Interior Ministry police cooperated with officers from the government’s trade regulation body, Camcontrol, in the operation on the two warehouse facilities in Tuol Kok district’s Boeng Salang commune, according to Long Sreng, deputy director of the anti-economic crime department.

“Yesterday, we cracked down on warehouses that produced ‘palm sugar’ by mixing fourth-grade cane sugar with sodium hydrosulfite,” Mr. Sreng said.

“We found nearly 5 tons of illegal ‘palm sugar’ in the first location,” he said, adding that police then arrested the owner—Chroy Sok, 33 —who subsequently gave up the location of the second storage facility.

He said that at the second location, authorities confiscated more than 30 tons of various chemical substances—1 ton of which was discovered to be sodium hydrosulfite, while the rest were still unknown.

Mr. Sreng said his department had investigated Mr. Sok for a month after suspicions by authorities over the amount of palm juice for sale in Phnom Penh’s markets prompted a closer look at the city’s producers.

“We wondered about his warehouses,” he said. “We never saw him buy palm juice, so how can he produce palm sugar?”

While cane sugar fetches about 2,000 riel (about $0.50) per kilogram, according to Mr. Sreng, the fake palm sugar made by Mr. Sok retailed at 5,000 riel (about $1.25) per kilogram.

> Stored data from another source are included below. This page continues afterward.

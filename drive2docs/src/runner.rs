use std::sync::Arc;

use anyhow::Context;
use drive2docs_core::DocStoreClient;
use tokio_util::sync::CancellationToken;
use tracing::{Instrument, error, info, info_span};

use crate::config::{DestinationConfig, Settings, SourceConfig};
use crate::migrate::engine::{Destination, MigrationEngine, RunSummary, SourceItem};
use crate::migrate::folders::FolderMaterializer;
use crate::migrate::hierarchy::{FolderNode, PathResolver};
use crate::migrate::local::{LocalUploadSummary, LocalUploader, scan_local_tree};
use crate::migrate::transfer::{TransferClient, TransferConfig};

#[derive(Debug, Clone, Copy, PartialEq, Eq)]
pub enum RunMode {
    Migrate,
    UploadLocal,
}

#[derive(Debug, Clone, PartialEq, Eq)]
pub enum InstanceReport {
    Migrated(RunSummary),
    Uploaded(LocalUploadSummary),
}

/// Runs every configured source (or only `only`) and returns how many failed
/// to bootstrap. A failing instance never stops the others.
pub async fn run_all(
    settings: &Settings,
    only: Option<&str>,
    mode: RunMode,
    cancel: &CancellationToken,
) -> anyhow::Result<usize> {
    let sources: Vec<&SourceConfig> = match only {
        Some(name) => vec![
            settings
                .source(name)
                .with_context(|| format!("no source named {name}"))?,
        ],
        None => settings.sources.iter().collect(),
    };
    if sources.is_empty() {
        anyhow::bail!("no sources configured");
    }

    let mut failures = 0;
    for source in sources {
        if cancel.is_cancelled() {
            break;
        }
        let span = info_span!("instance", name = %source.name);
        if let Err(err) = run_instance(settings, source, mode, cancel)
            .instrument(span.clone())
            .await
        {
            span.in_scope(|| error!("instance failed: {err:#}"));
            failures += 1;
        }
    }
    Ok(failures)
}

pub async fn run_instance(
    settings: &Settings,
    source: &SourceConfig,
    mode: RunMode,
    cancel: &CancellationToken,
) -> anyhow::Result<InstanceReport> {
    let destination_config = settings.validate_source(source)?;
    let drive = source.client().context("invalid drive api url")?;
    let mime = settings.mime_table();
    let local_root = source.local_root(&settings.data_dir());
    tokio::fs::create_dir_all(&local_root)
        .await
        .with_context(|| format!("failed to create data directory {:?}", local_root))?;
    let transfer = TransferClient::with_config(TransferConfig::for_workers(source.concurrency));

    let destination = match destination_config {
        Some(config) => Some(connect_destination(config).await?),
        None => None,
    };

    if mode == RunMode::UploadLocal {
        let destination = destination
            .as_ref()
            .context("uploading local files requires a destination")?;
        let files = scan_local_tree(&local_root).await?;
        info!(root = %local_root.display(), files = files.len(), "uploading local files");
        let summary = LocalUploader::new(destination, &mime)
            .with_transfer(transfer)
            .with_cleanup(source.cleanup)
            .upload_all(files, source.concurrency, cancel)
            .await;
        info!(
            seen = summary.seen,
            uploaded = summary.uploaded,
            failed = summary.failed,
            cancelled = summary.cancelled,
            "local upload finished"
        );
        return Ok(InstanceReport::Uploaded(summary));
    }

    let root = drive
        .get_root_folder()
        .await
        .context("failed to fetch drive root")?;
    let mut folders = drive
        .list_folders_all(source.folder_hierarchy_fetch_size)
        .await
        .context("failed to list drive folders")?;
    folders.push(root);
    let nodes: Vec<FolderNode> = folders.iter().map(FolderNode::from).collect();
    let root_path = source.root_path();
    let paths = PathResolver::new(&root_path).resolve(&nodes);
    info!(folders = paths.len(), "source folders resolved");

    let files = drive
        .list_files_all(source.file_fetch_size)
        .await
        .context("failed to list drive files")?;
    let items: Vec<SourceItem> = files.iter().map(SourceItem::from).collect();
    info!(files = items.len(), "source files listed");

    let selector = source.export_selector(mime);
    let mut engine = MigrationEngine::new(drive, paths, &root_path, selector, local_root)
        .with_transfer(transfer)
        .with_cleanup(source.cleanup, source.delete_guard());
    if let Some(destination) = destination {
        engine = engine.with_destination(destination);
    }

    let summary = engine
        .process_all(items, source.concurrency, cancel)
        .await;
    info!("{summary}");
    Ok(InstanceReport::Migrated(summary))
}

async fn connect_destination(config: &DestinationConfig) -> anyhow::Result<Destination> {
    let store = config
        .client()
        .with_context(|| format!("invalid endpoint for destination {}", config.name))?;
    let root_id = resolve_root_folder(&store, config).await?;
    let folders = FolderMaterializer::load(store.clone(), &root_id)
        .await
        .context("failed to list destination folders")?;
    Ok(Destination {
        store,
        folders: Arc::new(folders),
        encryption: config.server_side_encryption.clone(),
    })
}

async fn resolve_root_folder(
    store: &DocStoreClient,
    config: &DestinationConfig,
) -> anyhow::Result<String> {
    if let Some(root_id) = config.root_folder_id() {
        return Ok(root_id.to_string());
    }
    let (organisation, query) = config
        .user_query()
        .with_context(|| format!("destination {} has no root folder", config.name))?;
    let users = store
        .describe_users(organisation, query)
        .await
        .context("failed to query destination users")?;
    for user in &users {
        info!(
            id = %user.id,
            username = user.username.as_deref().unwrap_or_default(),
            email = user.email_address.as_deref().unwrap_or_default(),
            given_name = user.given_name.as_deref().unwrap_or_default(),
            surname = user.surname.as_deref().unwrap_or_default(),
            "matched destination user"
        );
    }
    users
        .into_iter()
        .find_map(|user| user.root_folder_id)
        .with_context(|| format!("no user matching {query:?} has a root folder"))
}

Mr. Sreng added that Mr. Sok, who he said had operated the two facilities for nearly 10 years, had been questioned on Thursday at the anti-economic crime department and would be sent to the Phnom Penh Municipal Court today.

“This chemical is banned from use in food because it can cause serious health effects. It affects breathing and blood pressure, and if you consume too much you could lose your life,” he said.

According to the U.S. Library of Medicine, oral consumption of sodium hydrosulfite can result in nausea, vomiting, diarrhea, abdominal pain and gastric hemorrhage.